Calculating a Darts game score in ABAP involves translating Cartesian coordinates (X, Y) into points. This is achieved by first calculating the dart's distance from the center (0,0) using the Pythagorean theorem, d = sqrt(x² + y²). Then, a conditional statement, typically CASE, maps this distance to the appropriate score.

Ever stared at a problem that seems simple on the surface, like a game of darts, but translating it into code feels like a puzzle? You know the rules, you see the target, but making the logic click in a language like ABAP can be a hurdle. This feeling is a universal part of the developer's journey, especially when blending mathematical concepts with business-oriented programming.

This guide is designed to dissolve that confusion. We will deconstruct the Darts score challenge from the exclusive kodikra.com curriculum, transforming a geometric problem into elegant, efficient, and understandable ABAP code. By the end, you won't just have a solution; you'll have a deeper understanding of fundamental programming principles that are critical for any aspiring SAP developer.

What is the Darts Score Challenge?

The Darts Score challenge is a classic programming exercise designed to test your understanding of basic geometry, mathematical functions, and conditional logic within a specific programming language—in this case, ABAP. It's a cornerstone problem in the ABAP Learning Path Module 2.

The premise is straightforward: you are given the Cartesian coordinates (an X and a Y value) representing where a single dart has landed on a 2D plane. The center of the dartboard is at the origin point (0, 0). Your task is to write a function or method that calculates and returns the score based on the dart's distance from this center.

The scoring is based on concentric circles, each with a specific radius:

  • Inner Circle (Bullseye): If the dart lands within or on the circle with a radius of 1 unit, the player scores 10 points.
  • Middle Circle: If the dart lands outside the inner circle but within or on the circle with a radius of 5 units, the player scores 5 points.
  • Outer Circle: If the dart lands outside the middle circle but within or on the circle with a radius of 10 units, the player scores 1 point.
  • Outside the Target: If the dart lands anywhere outside the outer circle (a radius greater than 10), the player scores 0 points.

Essentially, you must implement a program that takes two numbers (X and Y) as input and outputs a single integer (0, 1, 5, or 10) based on these rules.

Why is This ABAP Module Crucial for Your SAP Career?

While calculating a game's score might seem trivial, the underlying concepts are fundamental to building robust and complex SAP applications. Mastering this kodikra module provides a solid foundation in several key areas of ABAP development.

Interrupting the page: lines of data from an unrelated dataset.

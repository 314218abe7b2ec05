//! Key validation and key parameters
//!
//! Every store operation names its target with a [`KeyParam`]: either a
//! plain key, or a key plus a dotted path into the value stored there.
//!
//! ## Key rules
//!
//! - Keys must not be empty
//! - Keys must not contain NUL or other control characters
//! - Keys must not exceed [`MAX_KEY_BYTES`]
//!
//! Dots inside a plain key are literal; only the second half of a
//! [`KeyParam::Path`] is parsed as a path.

use crate::error::{Error, Result};
use crate::limits::{MAX_KEY_BYTES, MAX_TABLE_NAME_BYTES};
use crate::path::KeyPath;
use std::fmt;
use thiserror::Error;

/// Key validation errors
#[derive(Debug, Error, Clone, PartialEq, Eq)]
pub enum KeyError {
    /// Key is empty (length 0)
    #[error("Key cannot be empty")]
    Empty,

    /// Key contains NUL byte (\0)
    #[error("Key cannot contain NUL bytes")]
    ContainsNul,

    /// Key contains a control character other than NUL
    #[error("Key cannot contain control character {0:?}")]
    ControlChar(char),

    /// Key exceeds maximum length
    #[error("Key too long: {actual} bytes exceeds maximum {max}")]
    TooLong {
        /// Actual key length in bytes
        actual: usize,
        /// Maximum allowed length
        max: usize,
    },
}

/// Validate a key against the literal rules
///
/// # Examples
///
/// ```
/// use kvlayer_core::key::validate_key;
///
/// assert!(validate_key("user:123").is_ok());
/// assert!(validate_key("config.timeout").is_ok());
/// assert!(validate_key("").is_err());
/// assert!(validate_key("a\x00b").is_err());
/// ```
pub fn validate_key(key: &str) -> std::result::Result<(), KeyError> {
    if key.is_empty() {
        return Err(KeyError::Empty);
    }

    if key.contains('\x00') {
        return Err(KeyError::ContainsNul);
    }

    if let Some(c) = key.chars().find(|c| c.is_control()) {
        return Err(KeyError::ControlChar(c));
    }

    let len = key.len();
    if len > MAX_KEY_BYTES {
        return Err(KeyError::TooLong {
            actual: len,
            max: MAX_KEY_BYTES,
        });
    }

    Ok(())
}

/// Validate a key, mapping failures onto the public error kinds
///
/// Empty keys become [`Error::NoKey`]; everything else becomes
/// [`Error::InvalidKey`].
pub fn check_key(key: &str) -> Result<()> {
    match validate_key(key) {
        Ok(()) => Ok(()),
        Err(KeyError::Empty) => Err(Error::NoKey),
        Err(e) => Err(Error::invalid_key(key, e)),
    }
}

/// True if `name` can be used as a table/collection name
///
/// Names must look like an SQL identifier: an ASCII letter or underscore
/// followed by ASCII letters, digits or underscores.
pub fn is_valid_table_name(name: &str) -> bool {
    let mut chars = name.chars();
    match chars.next() {
        Some(c) if c.is_ascii_alphabetic() || c == '_' => {}
        _ => return false,
    }
    name.len() <= MAX_TABLE_NAME_BYTES && chars.all(|c| c.is_ascii_alphanumeric() || c == '_')
}

/// Target of a store operation
#[derive(Debug, Clone, PartialEq, Eq, Hash)]
pub enum KeyParam {
    /// A whole stored value
    Key(String),
    /// A location inside the value stored at a key: `(key, "a.b.c")`
    Path(String, String),
}

impl KeyParam {
    /// The key part, unvalidated
    pub fn key(&self) -> &str {
        match self {
            KeyParam::Key(k) | KeyParam::Path(k, _) => k,
        }
    }

    /// Validate the parameter and parse its path
    pub fn resolve(&self) -> Result<Target> {
        match self {
            KeyParam::Key(key) => {
                check_key(key)?;
                Ok(Target {
                    key: key.clone(),
                    path: None,
                })
            }
            KeyParam::Path(key, path) => {
                check_key(key)?;
                let path: KeyPath = path
                    .parse()
                    .map_err(|e| Error::invalid_parameters(format!("bad path '{}': {}", path, e)))?;
                Ok(Target {
                    key: key.clone(),
                    path: Some(path),
                })
            }
        }
    }
}

impl fmt::Display for KeyParam {
    fn fmt(&self, f: &mut fmt::Formatter<'_>) -> fmt::Result {
        match self {
            KeyParam::Key(k) => write!(f, "{}", k),
            KeyParam::Path(k, p) => write!(f, "{}[{}]", k, p),
        }
    }
}

impl From<&str> for KeyParam {
    fn from(key: &str) -> Self {
        KeyParam::Key(key.to_string())
    }
}

impl From<String> for KeyParam {
    fn from(key: String) -> Self {
        KeyParam::Key(key)
    }
}

impl From<&String> for KeyParam {
    fn from(key: &String) -> Self {
        KeyParam::Key(key.clone())
    }
}

impl From<(&str, &str)> for KeyParam {
    fn from((key, path): (&str, &str)) -> Self {
        KeyParam::Path(key.to_string(), path.to_string())
    }
}

impl From<(String, String)> for KeyParam {
    fn from((key, path): (String, String)) -> Self {
        KeyParam::Path(key, path)
    }
}

/// A validated key with an optional parsed path
#[derive(Debug, Clone, PartialEq, Eq)]
pub struct Target {
    /// The validated key
    pub key: String,
    /// Parsed path inside the stored value
    pub path: Option<KeyPath>,
}

impl Target {
    /// Path as a display string, if any
    pub fn path_string(&self) -> Option<String> {
        self.path.as_ref().map(|p| p.to_string())
    }
}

Strengthening Core Logic Skills

At its heart, this problem is about conditional logic. You must evaluate a condition (the dart's distance) and take different actions based on the result. This is the bedrock of programming. In SAP, this same logic is used to determine pricing conditions, validate user input in a Fiori app, or control workflow approvals in an S/4HANA system.

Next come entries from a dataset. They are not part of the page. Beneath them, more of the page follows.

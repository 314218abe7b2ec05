//! Store configuration via `kvlayer.toml`
//!
//! A config file names the backend and the few façade options that make
//! sense outside code (custom caches and codecs are code-only, see
//! [`StoreOptions`](crate::StoreOptions)). On first use a commented
//! default file can be written next to the data.

use kvlayer_core::{is_valid_table_name, Error, Result, DEFAULT_TABLE};
use kvlayer_storage::BackendConfig;
use serde::{Deserialize, Serialize};
use std::path::Path;

/// Config file name placed in the data directory.
pub const CONFIG_FILE_NAME: &str = "kvlayer.toml";

/// Default broadcast buffer for the event stream.
pub const DEFAULT_EVENT_CAPACITY: usize = 256;

/// Largest accepted event buffer.
pub const MAX_EVENT_CAPACITY: usize = 65_536;

/// Store configuration loaded from `kvlayer.toml`.
///
/// # Example
///
/// ```toml
/// table = "keyv"
/// cache = true
/// serialize_writes = false
///
/// [backend]
/// kind = "sqlite"
/// path = "data/kv.db"
/// ```
#[derive(Debug, Clone, PartialEq, Eq, Serialize, Deserialize)]
pub struct StoreConfig {
    /// Table (or collection) name inside the backend.
    #[serde(default = "default_table")]
    pub table: String,
    /// Keep an in-process write-through cache.
    #[serde(default = "default_true")]
    pub cache: bool,
    /// Serialize `set`/`delete` per key.
    #[serde(default)]
    pub serialize_writes: bool,
    /// Events buffered per subscriber before the slowest one lags.
    #[serde(default = "default_event_capacity")]
    pub event_capacity: usize,
    /// Which backend to open.
    #[serde(default)]
    pub backend: BackendConfig,
}

fn default_table() -> String {
    DEFAULT_TABLE.to_string()
}

fn default_true() -> bool {
    true
}

fn default_event_capacity() -> usize {
    DEFAULT_EVENT_CAPACITY
}

impl Default for StoreConfig {
    fn default() -> Self {
        Self {
            table: default_table(),
            cache: true,
            serialize_writes: false,
            event_capacity: DEFAULT_EVENT_CAPACITY,
            backend: BackendConfig::default(),
        }
    }
}

impl StoreConfig {
    /// Config for the given backend with every other option at its default.
    pub fn with_backend(backend: BackendConfig) -> Self {
        Self {
            backend,
            ..Self::default()
        }
    }

    /// Check values serde cannot check.
    ///
    /// # Errors
    ///
    /// Returns [`Error::Config`] for a bad table name or an event capacity
    /// outside `1..=MAX_EVENT_CAPACITY`.
    pub fn validate(&self) -> Result<()> {
        if !is_valid_table_name(&self.table) {
            return Err(Error::Config(format!(
                "Invalid table name '{}'. Expected an identifier of letters, digits and '_'.",
                self.table
            )));
        }
        if self.event_capacity == 0 {
            return Err(Error::Config(
                "event_capacity must be greater than zero".to_string(),
            ));
        }
        if self.event_capacity > MAX_EVENT_CAPACITY {
            return Err(Error::Config(format!(
                "event_capacity {} exceeds the maximum of {}",
                self.event_capacity, MAX_EVENT_CAPACITY
            )));
        }
        Ok(())
    }

    /// Returns the default config file content with comments.
    pub fn default_toml() -> &'static str {
        r#"# kvlayer store configuration
#
# Table (or document collection) holding the records (default: "keyv")
table = "keyv"

# In-process write-through cache (default: true)
cache = true

# Serialize set/delete per key so concurrent writers to one key cannot
# lose an update (default: false)
serialize_writes = false

# Events buffered per subscriber, at most 65536 (default: 256)
event_capacity = 256

# Backend: "memory" (default), "sqlite", "document" or "redb"
#   sqlite   -> path is the database file, or ":memory:"
#   document -> path is the root directory; the table is a subdirectory
#   redb     -> path is the database file
[backend]
kind = "memory"
# path = "data/kv.db"
"#
    }

    /// Parse and validate config from TOML text.
    ///
    /// # Errors
    ///
    /// Returns [`Error::Config`] if the text does not parse or validate.
    pub fn from_toml_str(content: &str) -> Result<Self> {
        let config: StoreConfig = toml::from_str(content)
            .map_err(|e| Error::Config(format!("Failed to parse config: {}", e)))?;
        config.validate()?;
        Ok(config)
    }

    /// Read and parse config from a file path.
    ///
    /// # Errors
    ///
    /// Returns an error if the file cannot be read, parsed or validated.
    pub fn from_file(path: &Path) -> Result<Self> {
        let content = std::fs::read_to_string(path).map_err(|e| {
            Error::Config(format!(
                "Failed to read config file '{}': {}",
                path.display(),
                e
            ))
        })?;
        let config: StoreConfig = toml::from_str(&content).map_err(|e| {
            Error::Config(format!(
                "Failed to parse config file '{}': {}",
                path.display(),
                e
            ))
        })?;
        config.validate()?;
        Ok(config)
    }

    /// Write the default config file if it does not already exist.
    ///
    /// Returns `Ok(())` whether the file was created or already existed.
    pub fn write_default_if_missing(path: &Path) -> Result<()> {
        if !path.exists() {
            std::fs::write(path, Self::default_toml()).map_err(|e| {
                Error::Config(format!(
                    "Failed to write default config file '{}': {}",
                    path.display(),
                    e
                ))
            })?;
        }
        Ok(())
    }

    /// Serialize this config to TOML and write it to the given path.
    pub fn write_to_file(&self, path: &Path) -> Result<()> {
        let content = toml::to_string_pretty(self)
            .map_err(|e| Error::Config(format!("Failed to serialize config: {}", e)))?;
        std::fs::write(path, content).map_err(|e| {
            Error::Config(format!(
                "Failed to write config file '{}': {}",
                path.display(),
                e
            ))
        })
    }
}
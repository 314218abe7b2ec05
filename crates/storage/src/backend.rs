//! Backend selection
//!
//! [`Backend`] names the physical store once, at construction. The façade
//! turns it into an `Arc<dyn StorageBackend>` with
//! [`Backend::into_adapter`] and never looks at the variant again.

use crate::backends::MemoryBackend;
#[cfg(feature = "document")]
use crate::backends::DocumentBackend;
#[cfg(feature = "redb")]
use crate::backends::RedbBackend;
#[cfg(feature = "sqlite")]
use crate::backends::SqliteBackend;
use crate::traits::{BackendKind, StorageBackend};
use kvlayer_core::{Error, Result};
use serde::{Deserialize, Serialize};
use std::fmt;
use std::path::PathBuf;
use std::sync::Arc;

/// Backend section of a store configuration
///
/// ```toml
/// [backend]
/// kind = "sqlite"          # "memory" | "sqlite" | "document" | "redb"
/// path = "data/kv.db"      # file (sqlite, redb) or directory (document)
/// ```
#[derive(Debug, Clone, Default, PartialEq, Eq, Serialize, Deserialize)]
#[serde(tag = "kind", rename_all = "lowercase")]
pub enum BackendConfig {
    /// Process-local map
    #[default]
    Memory,
    /// SQLite database file, or `":memory:"`
    Sqlite {
        /// Database file
        path: PathBuf,
    },
    /// Directory of JSON documents
    Document {
        /// Root directory; the collection is a subdirectory
        path: PathBuf,
    },
    /// redb database file
    Redb {
        /// Database file
        path: PathBuf,
    },
}

/// The physical store behind a key-value store
pub enum Backend {
    /// Process-local map
    Memory(MemoryBackend),
    /// Relational engine
    #[cfg(feature = "sqlite")]
    Relational(SqliteBackend),
    /// Document store
    #[cfg(feature = "document")]
    Document(DocumentBackend),
    /// Embedded file-backed engine
    #[cfg(feature = "redb")]
    Embedded(RedbBackend),
    /// Any other adapter
    Custom(Arc<dyn StorageBackend>),
}

impl Backend {
    /// Build a backend from configuration
    ///
    /// `table` names the table/collection inside the store. Adapter
    /// failures come back as [`Error::Storage`]; a kind that was not
    /// compiled in is an [`Error::Config`].
    pub async fn open(config: &BackendConfig, table: &str) -> Result<Self> {
        match config {
            BackendConfig::Memory => Ok(Backend::Memory(MemoryBackend::new())),
            #[cfg(feature = "sqlite")]
            BackendConfig::Sqlite { path } => {
                Ok(Backend::Relational(SqliteBackend::open(path, table).await?))
            }
            #[cfg(feature = "document")]
            BackendConfig::Document { path } => {
                Ok(Backend::Document(DocumentBackend::new(path, table)?))
            }
            #[cfg(feature = "redb")]
            BackendConfig::Redb { path } => Ok(Backend::Embedded(RedbBackend::open(path, table).await?)),
            #[allow(unreachable_patterns)]
            other => Err(Error::Config(format!(
                "backend '{}' is not compiled in (table '{}')",
                config_kind_name(other),
                table
            ))),
        }
    }

    /// Kind of store behind this backend
    pub fn kind(&self) -> BackendKind {
        match self {
            Backend::Memory(_) => BackendKind::Memory,
            #[cfg(feature = "sqlite")]
            Backend::Relational(_) => BackendKind::Relational,
            #[cfg(feature = "document")]
            Backend::Document(_) => BackendKind::Document,
            #[cfg(feature = "redb")]
            Backend::Embedded(_) => BackendKind::Embedded,
            Backend::Custom(b) => b.kind(),
        }
    }

    /// Erase the variant, keeping only the adapter contract
    pub fn into_adapter(self) -> Arc<dyn StorageBackend> {
        match self {
            Backend::Memory(b) => Arc::new(b),
            #[cfg(feature = "sqlite")]
            Backend::Relational(b) => Arc::new(b),
            #[cfg(feature = "document")]
            Backend::Document(b) => Arc::new(b),
            #[cfg(feature = "redb")]
            Backend::Embedded(b) => Arc::new(b),
            Backend::Custom(b) => b,
        }
    }
}

fn config_kind_name(config: &BackendConfig) -> &'static str {
    match config {
        BackendConfig::Memory => "memory",
        BackendConfig::Sqlite { .. } => "sqlite",
        BackendConfig::Document { .. } => "document",
        BackendConfig::Redb { .. } => "redb",
    }
}

impl fmt::Debug for Backend {
    fn fmt(&self, f: &mut fmt::Formatter<'_>) -> fmt::Result {
        f.debug_tuple("Backend").field(&self.kind()).finish()
    }
}

impl From<MemoryBackend> for Backend {
    fn from(b: MemoryBackend) -> Self {
        Backend::Memory(b)
    }
}

#[cfg(feature = "sqlite")]
impl From<SqliteBackend> for Backend {
    fn from(b: SqliteBackend) -> Self {
        Backend::Relational(b)
    }
}

#[cfg(feature = "document")]
impl From<DocumentBackend> for Backend {
    fn from(b: DocumentBackend) -> Self {
        Backend::Document(b)
    }
}

#[cfg(feature = "redb")]
impl From<RedbBackend> for Backend {
    fn from(b: RedbBackend) -> Self {
        Backend::Embedded(b)
    }
}

impl From<Arc<dyn StorageBackend>> for Backend {
    fn from(b: Arc<dyn StorageBackend>) -> Self {
        Backend::Custom(b)
    }
}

Understanding Data Types and Precision

The calculation involves coordinates that can be fractional, and the distance calculation will almost certainly result in a non-integer. This forces you to work with different data types, such as f (Float) for calculations requiring precision and i (Integer) for the final score. Mishandling data types is a common source of bugs in real-world applications, and this exercise hones that critical skill.

Applying Mathematical Functions in a Business Context

SAP systems often deal with more than just financial data. Logistics modules (SAP EWM/TM) might need to calculate distances between locations, and manufacturing modules (SAP PP/QM) might involve geometric quality checks. Knowing how to use ABAP's built-in mathematical functions like SQRT() and POWER() is an invaluable tool in your developer toolkit.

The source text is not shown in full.